_Source material_.
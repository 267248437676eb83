use std::fs;
use std::path::PathBuf;

use crate::error::{Error, Result};

/// Where review documents come from. The corpus is a flat set of
/// independent JSON documents identified by filename.
pub trait DocumentStore {
    /// List available document filenames. Only JSON documents are listed.
    fn list(&self) -> Result<Vec<String>>;

    /// Read one document's raw contents.
    fn read(&self, name: &str) -> Result<String>;
}

/// Filesystem-backed store: one review document per `.json` file in a
/// single directory.
pub struct DirStore {
    dir: PathBuf,
}

impl DirStore {
    pub fn new(dir: impl Into<PathBuf>) -> Self {
        Self { dir: dir.into() }
    }
}

impl DocumentStore for DirStore {
    /// A missing or unreadable directory is an empty corpus, not a failure.
    /// Names are sorted so enumeration order is deterministic.
    fn list(&self) -> Result<Vec<String>> {
        let entries = match fs::read_dir(&self.dir) {
            Ok(entries) => entries,
            Err(_) => return Ok(Vec::new()),
        };

        let mut names: Vec<String> = entries
            .flatten()
            .map(|entry| entry.file_name().to_string_lossy().into_owned())
            .filter(|name| name.ends_with(".json"))
            .collect();
        names.sort();
        Ok(names)
    }

    fn read(&self, name: &str) -> Result<String> {
        let path = self.dir.join(name);
        fs::read_to_string(&path)
            .map_err(|e| Error::Store(format!("failed to read {}: {e}", path.display())))
    }
}
use chrono::{DateTime, Utc};
use tracing::{info, warn};

use crate::aggregate::{CorpusMetrics, corpus_metrics, sort_reports};
use crate::config::EstimationConfig;
use crate::error::Result;
use crate::report::{NormalizedReport, assemble_report, resolve_generated_at};
use crate::schema::{BackendReview, parse_review};
use crate::store::DocumentStore;

/// Why a document was left out of the batch.
#[derive(Debug, Clone, PartialEq, Eq)]
pub enum SkipReason {
    Unreadable(String),
    Malformed(String),
}

/// Per-document processing outcome. One bad document becomes a `Skipped`
/// entry; it never aborts the rest of the batch.
#[derive(Debug)]
pub enum DocumentOutcome {
    Parsed(ParsedDocument),
    Skipped { filename: String, reason: SkipReason },
}

#[derive(Debug, Clone)]
pub struct ParsedDocument {
    pub filename: String,
    pub review: BackendReview,
}

/// The transformation/aggregation core behind the reports and metrics
/// boundary. Stateless: every call re-reads and re-derives from the store.
pub struct ReviewService<S> {
    store: S,
    estimation: EstimationConfig,
}

impl<S: DocumentStore> ReviewService<S> {
    pub fn new(store: S, estimation: EstimationConfig) -> Self {
        Self { store, estimation }
    }

    /// Read and parse every listed document. Store unavailability is an
    /// empty corpus; per-document read and parse failures are recorded as
    /// skips and logged.
    pub fn load_corpus(&self) -> Vec<DocumentOutcome> {
        let names = match self.store.list() {
            Ok(names) => names,
            Err(e) => {
                warn!(error = %e, "document store unavailable, treating as empty corpus");
                return Vec::new();
            }
        };

        let mut outcomes = Vec::with_capacity(names.len());
        for filename in names {
            let outcome = match self.store.read(&filename) {
                Ok(raw) => match parse_review(&raw) {
                    Ok(review) => DocumentOutcome::Parsed(ParsedDocument { filename, review }),
                    Err(e) => {
                        warn!(filename = %filename, error = %e, "skipping malformed document");
                        DocumentOutcome::Skipped {
                            filename,
                            reason: SkipReason::Malformed(e.to_string()),
                        }
                    }
                },
                Err(e) => {
                    warn!(filename = %filename, error = %e, "skipping unreadable document");
                    DocumentOutcome::Skipped {
                        filename,
                        reason: SkipReason::Unreadable(e.to_string()),
                    }
                }
            };
            outcomes.push(outcome);
        }
        outcomes
    }

    /// The "list reports" operation: one normalized report per usable
    /// document, most recently generated first. Empty corpus yields an
    /// empty list, never an error.
    pub fn list_reports(&self, now: DateTime<Utc>) -> Result<Vec<NormalizedReport>> {
        let parsed = self.parsed_documents();
        info!(count = parsed.len(), "assembling reports");

        let reports = parsed
            .into_iter()
            .map(|doc| {
                let instant = resolve_generated_at(&doc.review).unwrap_or(DateTime::UNIX_EPOCH);
                (assemble_report(&doc.review, &doc.filename, now), instant)
            })
            .collect();
        Ok(sort_reports(reports))
    }

    /// The "corpus metrics" operation. `None` is the "no data" sentinel
    /// for an empty or fully-unusable corpus.
    pub fn corpus_metrics(&self) -> Result<Option<CorpusMetrics>> {
        let parsed = self.parsed_documents();
        let reviews: Vec<&BackendReview> = parsed.iter().map(|doc| &doc.review).collect();
        Ok(corpus_metrics(&reviews, &self.estimation))
    }

    fn parsed_documents(&self) -> Vec<ParsedDocument> {
        self.load_corpus()
            .into_iter()
            .filter_map(|outcome| match outcome {
                DocumentOutcome::Parsed(doc) => Some(doc),
                DocumentOutcome::Skipped { .. } => None,
            })
            .collect()
    }
}
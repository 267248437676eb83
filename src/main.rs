use clap::Parser;
use tracing::info;

use prdash::cli::{Cli, CliCommand};
use prdash::config::Config;
use prdash::error::Result;
use prdash::service::ReviewService;
use prdash::store::DirStore;

fn init_logging() {
    // stdout carries the JSON payload; logs go to stderr
    tracing_subscriber::fmt()
        .with_target(false)
        .with_timer(tracing_subscriber::fmt::time::SystemTime)
        .with_writer(std::io::stderr)
        .init();
}

fn main() {
    let cli = Cli::parse();
    init_logging();

    info!("prdash starting");

    let config = match Config::load(&cli) {
        Ok(c) => c,
        Err(e) => {
            eprintln!("error: {e}");
            std::process::exit(1);
        }
    };

    info!(?config, "config loaded");

    if let Err(e) = run(&cli, &config) {
        eprintln!("error: {e}");
        std::process::exit(1);
    }
}

fn run(cli: &Cli, config: &Config) -> Result<()> {
    let store = DirStore::new(&config.reviews_dir);
    let service = ReviewService::new(store, config.estimation);

    let payload = match cli.command {
        CliCommand::Reports => {
            let reports = service.list_reports(chrono::Utc::now())?;
            encode(&reports, cli.pretty)?
        }
        CliCommand::Metrics => {
            let metrics = service.corpus_metrics()?;
            encode(&metrics, cli.pretty)?
        }
    };

    println!("{payload}");
    Ok(())
}

fn encode<T: serde::Serialize>(value: &T, pretty: bool) -> Result<String> {
    let json = if pretty {
        serde_json::to_string_pretty(value)?
    } else {
        serde_json::to_string(value)?
    };
    Ok(json)
}
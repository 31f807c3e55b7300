use lazy_static::lazy_static;
use prometheus::{register_counter_vec, register_gauge, register_int_counter, CounterVec, Gauge, IntCounter};

lazy_static! {
    pub static ref TENANT_CONNECTIONS_GAUGE: Gauge = register_gauge!(
        "tenant_connections_active",
        "Tenant connection pools currently open in this process"
    ).unwrap();

    pub static ref PROVISIONING_COUNTER: CounterVec = register_counter_vec!(
        "tenant_provisioning_total",
        "Tenant provisioning operations by operation and status",
        &["operation", "status"]
    ).unwrap();

    pub static ref MIGRATIONS_APPLIED_COUNTER: IntCounter = register_int_counter!(
        "tenant_migrations_applied_total",
        "Schema migrations applied to tenant databases"
    ).unwrap();
}

/// Records the outcome of a provisioning operation.
pub fn record<T, E>(operation: &str, result: &Result<T, E>) {
    let status = if result.is_ok() { "ok" } else { "error" };
    PROVISIONING_COUNTER
        .with_label_values(&[operation, status])
        .inc();
}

_Requirement_. Repeat the data word for word. Leave nothing out.

_Task response_.
repository 267248437676eb83
use std::fs;
use std::path::PathBuf;

use crate::error::{Error, Result};

/// Where review documents come from. The corpus is a flat set of
/// independent JSON documents identified by filename.
pub trait DocumentStore {
    /// List available document filenames. Only JSON documents are listed.
    fn list(&self) -> Result<Vec<String>>;

    /// Read one document's raw contents.
    fn read(&self, name: &str) -> Result<String>;
}

/// Filesystem-backed store: one review document per `.json` file in a
/// single directory.
pub struct DirStore {
    dir: PathBuf,
}

impl DirStore {
    pub fn new(dir: impl Into<PathBuf>) -> Self {
        Self { dir: dir.into() }
    }
}

impl DocumentStore for DirStore {
    /// A missing or unreadable directory is an empty corpus, not a failure.
    /// Names are sorted so enumeration order is deterministic.
    fn list(&self) -> Result<Vec<String>> {
        let entries = match fs::read_dir(&self.dir) {
            Ok(entries) => entries,
            Err(_) => return Ok(Vec::new()),
        };

        let mut names: Vec<String> = entries
            .flatten()
            .map(|entry| entry.file_name().to_string_lossy().into_owned())
            .filter(|name| name.ends_with(".json"))
            .collect();
        names.sort();
        Ok(names)
    }

    fn read(&self, name: &str) -> Result<String> {
        let path = self.dir.join(name);
        fs::read_to_string(&path)
            .map_err(|e| Error::Store(format!("failed to read {}: {e}", path.display())))
    }
}
use chrono::{DateTime, Utc};
use tracing::{info, warn};

use crate::aggregate::{CorpusMetrics, corpus_metrics, sort_reports};
use crate::config::EstimationConfig;
use crate::error::Result;
use crate::report::{NormalizedReport, assemble_report, resolve_generated_at};
use crate::schema::{BackendReview, parse_review};
use crate::store::DocumentStore;

/// Why a document was left out of the batch.
#[derive(Debug, Clone, PartialEq, Eq)]
pub enum SkipReason {
    Unreadable(String),
    Malformed(String),
}

/// Per-document processing outcome. One bad document becomes a `Skipped`
/// entry; it never aborts the rest of the batch.
#[derive(Debug)]
pub enum DocumentOutcome {
    Parsed(ParsedDocument),
    Skipped { filename: String, reason: SkipReason },
}

#[derive(Debug, Clone)]
pub struct ParsedDocument {
    pub filename: String,
    pub review: BackendReview,
}

/// The transformation/aggregation core behind the reports and metrics
/// boundary. Stateless: every call re-reads and re-derives from the store.
pub struct ReviewService<S> {
    store: S,
    estimation: EstimationConfig,
}

impl<S: DocumentStore> ReviewService<S> {
    pub fn new(store: S, estimation: EstimationConfig) -> Self {
        Self { store, estimation }
    }

    /// Read and parse every listed document. Store unavailability is an
    /// empty corpus; per-document read and parse failures are recorded as
    /// skips and logged.
    pub fn load_corpus(&self) -> Vec<DocumentOutcome> {
        let names = match self.store.list() {
            Ok(names) => names,
            Err(e) => {
                warn!(error = %e, "document store unavailable, treating as empty corpus");
                return Vec::new();
            }
        };

        let mut outcomes = Vec::with_capacity(names.len());
        for filename in names {
            let outcome = match self.store.read(&filename) {
                Ok(raw) => match parse_review(&raw) {
                    Ok(review) => DocumentOutcome::Parsed(ParsedDocument { filename, review }),
                    Err(e) => {
                        warn!(filename = %filename, error = %e, "skipping malformed document");
                        DocumentOutcome::Skipped {
                            filename,
                            reason: SkipReason::Malformed(e.to_string()),
                        }
                    }
                },
                Err(e) => {
                    warn!(filename = %filename, error = %e, "skipping unreadable document");
                    DocumentOutcome::Skipped {
                        filename,
                        reason: SkipReason::Unreadable(e.to_string()),
                    }
                }
            };
            outcomes.push(outcome);
        }
        outcomes
    }

    /// The "list reports" operation: one normalized report per usable
    /// document, most recently generated first. Empty corpus yields an
    /// empty list, never an error.
    pub fn list_reports(&self, now: DateTime<Utc>) -> Result<Vec<NormalizedReport>> {
        let parsed = self.parsed_documents();
        info!(count = parsed.len(), "assembling reports");

        let reports = parsed
            .into_iter()
            .map(|doc| {
                let instant = resolve_generated_at(&doc.review).unwrap_or(DateTime::UNIX_EPOCH);
                (assemble_report(&doc.review, &doc.filename, now), instant)
            })
            .collect();
        Ok(sort_reports(reports))
    }

    /// The "corpus metrics" operation. `None` is the "no data" sentinel
    /// for an empty or fully-unusable corpus.
    pub fn corpus_metrics(&self) -> Result<Option<CorpusMetrics>> {
        let parsed = self.parsed_documents();
        let reviews: Vec<&BackendReview> = parsed.iter().map(|doc| &doc.review).collect();
        Ok(corpus_metrics(&reviews, &self.estimation))
    }

    fn parsed_documents(&self) -> Vec<ParsedDocument> {
        self.load_corpus()
            .into_iter()
            .filter_map(|outcome| match outcome {
                DocumentOutcome::Parsed(doc) => Some(doc),
                DocumentOutcome::Skipped { .. } => None,
            })
            .collect()
    }
}
repository 267248437676eb83
filename src/main.rs
use clap::Parser;
use tracing::info;

use prdash::cli::{Cli, CliCommand};
use prdash::config::Config;
use prdash::error::Result;
use prdash::service::ReviewService;
use prdash::store::DirStore;

fn init_logging() {
    // stdout carries the JSON payload; logs go to stderr
    tracing_subscriber::fmt()
        .with_target(false)
        .with_timer(tracing_subscriber::fmt::time::SystemTime)
        .with_writer(std::io::stderr)
        .init();
}

fn main() {
    let cli = Cli::parse();
    init_logging();

    info!("prdash starting");

    let config = match Config::load(&cli) {
        Ok(c) => c,
        Err(e) => {
            eprintln!("error: {e}");
            std::process::exit(1);
        }
    };

    info!(?config, "config loaded");

    if let Err(e) = run(&cli, &config) {
        eprintln!("error: {e}");
        std::process::exit(1);
    }
}

fn run(cli: &Cli, config: &Config) -> Result<()> {
    let store = DirStore::new(&config.reviews_dir);
    let service = ReviewService::new(store, config.estimation);

    let payload = match cli.command {
        CliCommand::Reports => {
            let reports = service.list_reports(chrono::Utc::now())?;
            encode(&reports, cli.pretty)?
        }
        CliCommand::Metrics => {
            let metrics = service.corpus_metrics()?;
            encode(&metrics, cli.pretty)?
        }
    };

    println!("{payload}");
    Ok(())
}

fn encode<T: serde::Serialize>(value: &T, pretty: bool) -> Result<String> {
    let json = if pretty {
        serde_json::to_string_pretty(value)?
    } else {
        serde_json::to_string(value)?
    };
    Ok(json)
}
repository 31f807c3e55b7300
use lazy_static::lazy_static;
use prometheus::{register_counter_vec, register_gauge, register_int_counter, CounterVec, Gauge, IntCounter};

lazy_static! {
    pub static ref TENANT_CONNECTIONS_GAUGE: Gauge = register_gauge!(
        "tenant_connections_active",
        "Tenant connection pools currently open in this process"
    ).unwrap();

    pub static ref PROVISIONING_COUNTER: CounterVec = register_counter_vec!(
        "tenant_provisioning_total",
        "Tenant provisioning operations by operation and status",
        &["operation", "status"]
    ).unwrap();

    pub static ref MIGRATIONS_APPLIED_COUNTER: IntCounter = register_int_counter!(
        "tenant_migrations_applied_total",
        "Schema migrations applied to tenant databases"
    ).unwrap();
}

/// Records the outcome of a provisioning operation.
pub fn record<T, E>(operation: &str, result: &Result<T, E>) {
    let status = if result.is_ok() { "ok" } else { "error" };
    PROVISIONING_COUNTER
        .with_label_values(&[operation, status])
        .inc();
}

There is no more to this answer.